__Task instructions__
Copy exactly the run of lines that begins at the line with "pub async fn connect(database_url: &str)" and ends at the final line of the entries.
(Beginning of Extracted data)
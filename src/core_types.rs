//! Core identity and money types shared by both services.

use uuid::Uuid;

/// Saga identity. Time-ordered (UUIDv7) so it doubles as the broker
/// message key and keeps outbox index locality.
pub type TransferId = Uuid;

/// Wallet identity.
pub type WalletId = Uuid;

/// Ledger entry identity.
pub type EntryId = Uuid;

/// Dead-letter entry identity.
pub type DeadLetterId = Uuid;

/// Monetary amount in integer minor units. Floating point is never used
/// for money anywhere in this crate.
pub type Amount = i64;

/// Namespace for deriving deterministic refund transaction ids.
///
/// Fixed forever: changing it would break refund idempotency for sagas
/// already in flight.
pub const REFUND_NAMESPACE: Uuid = Uuid::from_u128(0x9e2f41d87a304c5ba1e603bd52c488f1);

/// Generate a fresh time-ordered id for a new row.
pub fn new_id() -> Uuid {
    Uuid::now_v7()
}

/// Derive the transaction id for the refund that compensates `transfer_id`.
///
/// The derivation is deterministic so that every path able to trigger the
/// refund (handler retry, broker redelivery, DLQ replay, timeout-driven
/// synthetic credit-failed) lands on the same `(wallet_id, transaction_id)`
/// idempotency key. It always differs from the original debit's
/// transaction id, which is `transfer_id` itself.
pub fn refund_transaction_id(transfer_id: TransferId) -> Uuid {
    let name = format!("refund:{}", transfer_id);
    Uuid::new_v5(&REFUND_NAMESPACE, name.as_bytes())
}

#[cfg(test)]
mod tests {
    use super::*;

    #[test]
    fn test_refund_id_deterministic() {
        let transfer_id = new_id();
        let a = refund_transaction_id(transfer_id);
        let b = refund_transaction_id(transfer_id);
        assert_eq!(a, b);
    }

    #[test]
    fn test_refund_id_differs_from_transfer_id() {
        let transfer_id = new_id();
        assert_ne!(refund_transaction_id(transfer_id), transfer_id);
    }

    #[test]
    fn test_refund_id_differs_across_transfers() {
        let a = refund_transaction_id(new_id());
        let b = refund_transaction_id(new_id());
        assert_ne!(a, b);
    }

    #[test]
    fn test_new_ids_are_unique() {
        let a = new_id();
        let b = new_id();
        assert_ne!(a, b);
    }
}
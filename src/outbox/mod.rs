//! Transactional outbox.
//!
//! Any event observable to the other service has a durable antecedent row
//! written in the same local transaction as the domain change that caused
//! it. Producers never talk to the broker; the polling publisher drains
//! unpublished rows and marks them published once the broker accepts them.

pub mod publisher;
pub mod store;

pub use publisher::{OutboxPublisher, PublisherConfig};
pub use store::{OutboxRecord, append, append_standalone};

use thiserror::Error;

#[derive(Debug, Error)]
pub enum OutboxError {
    #[error("Database error: {0}")]
    Database(#[from] sqlx::Error),

    #[error("Event encode failed: {0}")]
    Encode(#[from] serde_json::Error),
}
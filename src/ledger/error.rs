//! Ledger error types.
//!
//! Business failures (`WalletNotFound`, `InsufficientBalance`) are events
//! in disguise: handlers convert them into `*Failed` events rather than
//! retrying. Only transient store errors are retryable, and only on the
//! refund path.

use thiserror::Error;

use crate::core_types::{Amount, DeadLetterId, WalletId};

#[derive(Error, Debug)]
pub enum LedgerError {
    #[error("Wallet not found: {0}")]
    WalletNotFound(WalletId),

    #[error("Insufficient balance: have {current}, need {required}")]
    InsufficientBalance { current: Amount, required: Amount },

    #[error("User already has a wallet: {0}")]
    DuplicateUser(String),

    #[error("Amount must be a positive integer")]
    InvalidAmount,

    #[error("Dead letter entry not found: {0}")]
    DeadLetterNotFound(DeadLetterId),

    #[error("Malformed event payload: {0}")]
    Payload(String),

    #[error("Database error: {0}")]
    Database(String),
}

impl LedgerError {
    /// Stable error code for API responses.
    pub fn code(&self) -> &'static str {
        match self {
            LedgerError::WalletNotFound(_) => "WALLET_NOT_FOUND",
            LedgerError::InsufficientBalance { .. } => "INSUFFICIENT_BALANCE",
            LedgerError::DuplicateUser(_) => "DUPLICATE_USER",
            LedgerError::InvalidAmount => "INVALID_AMOUNT",
            LedgerError::DeadLetterNotFound(_) => "DEAD_LETTER_NOT_FOUND",
            LedgerError::Payload(_) => "MALFORMED_PAYLOAD",
            LedgerError::Database(_) => "DATABASE_ERROR",
        }
    }

    /// HTTP status for API responses.
    pub fn http_status(&self) -> u16 {
        match self {
            LedgerError::InvalidAmount => 400,
            LedgerError::DuplicateUser(_) => 409,
            LedgerError::WalletNotFound(_) | LedgerError::DeadLetterNotFound(_) => 404,
            LedgerError::InsufficientBalance { .. } => 422,
            LedgerError::Payload(_) | LedgerError::Database(_) => 500,
        }
    }

    /// Whether a retry could plausibly succeed. Business outcomes are
    /// deterministic and never retried.
    pub fn is_transient(&self) -> bool {
        matches!(self, LedgerError::Database(_))
    }
}

impl From<sqlx::Error> for LedgerError {
    fn from(e: sqlx::Error) -> Self {
        LedgerError::Database(e.to_string())
    }
}

impl From<crate::outbox::OutboxError> for LedgerError {
    fn from(e: crate::outbox::OutboxError) -> Self {
        match e {
            crate::outbox::OutboxError::Database(e) => LedgerError::Database(e.to_string()),
            crate::outbox::OutboxError::Encode(e) => LedgerError::Payload(e.to_string()),
        }
    }
}

impl From<serde_json::Error> for LedgerError {
    fn from(e: serde_json::Error) -> Self {
        LedgerError::Payload(e.to_string())
    }
}

#[cfg(test)]
mod tests {
    use super::*;
    use crate::core_types::new_id;

    #[test]
    fn test_http_status() {
        assert_eq!(LedgerError::DuplicateUser("u1".into()).http_status(), 409);
        assert_eq!(LedgerError::WalletNotFound(new_id()).http_status(), 404);
        assert_eq!(
            LedgerError::InsufficientBalance {
                current: 0,
                required: 5000
            }
            .http_status(),
            422
        );
        assert_eq!(LedgerError::Database("boom".into()).http_status(), 500);
    }

    #[test]
    fn test_transient_classification() {
        assert!(LedgerError::Database("connection reset".into()).is_transient());

        assert!(!LedgerError::WalletNotFound(new_id()).is_transient());
        assert!(
            !LedgerError::InsufficientBalance {
                current: 1,
                required: 2
            }
            .is_transient()
        );
    }

    #[test]
    fn test_insufficient_balance_message() {
        let e = LedgerError::InsufficientBalance {
            current: 100,
            required: 5000,
        };
        assert!(e.to_string().contains("Insufficient balance"));
    }

    #[test]
    fn test_wallet_not_found_message() {
        let e = LedgerError::WalletNotFound(new_id());
        assert!(e.to_string().contains("Wallet not found"));
    }
}
//! Database connection management.
//!
//! Each service owns exactly one PostgreSQL database; nothing in the other
//! service ever connects to it. The pool is shared by the HTTP handlers,
//! the event handlers, the outbox publisher and (on the coordinator) the
//! timeout scanner.

use sqlx::postgres::{PgPool, PgPoolOptions};
use std::time::Duration;

const MAX_CONNECTIONS: u32 = 10;
const ACQUIRE_TIMEOUT: Duration = Duration::from_secs(5);

/// PostgreSQL connection pool for one service's store.
pub struct Database {
    pool: PgPool,
}

impl Database {
    /// Connect and build the pool.
    pub async fn connect(database_url: &str) -> Result<Self, sqlx::Error> {
        let pool = PgPoolOptions::new()
            .max_connections(MAX_CONNECTIONS)
            .acquire_timeout(ACQUIRE_TIMEOUT)
            .connect(database_url)
            .await?;

        tracing::info!("PostgreSQL connection pool established");
        Ok(Self { pool })
    }

    pub fn pool(&self) -> &PgPool {
        &self.pool
    }

    /// Round-trip the store once; used at startup and by health probes.
    pub async fn health_check(&self) -> Result<(), sqlx::Error> {
        sqlx::query("SELECT 1").execute(&self.pool).await?;
        Ok(())
    }
}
(End of Extracted data)
__Solution for this task__
    pub async fn connect(database_url: &str) -> Result<Self, sqlx::Error> {
        let pool = PgPoolOptions::new()
            .max_connections(MAX_CONNECTIONS)
            .acquire_timeout(ACQUIRE_TIMEOUT)
            .connect(database_url)
            .await?;

        tracing::info!("PostgreSQL connection pool established");
        Ok(Self { pool })
    }

    pub fn pool(&self) -> &PgPool {
        &self.pool
    }

    /// Round-trip the store once; used at startup and by health probes.
    pub async fn health_check(&self) -> Result<(), sqlx::Error> {
        sqlx::query("SELECT 1").execute(&self.pool).await?;
        Ok(())
    }
}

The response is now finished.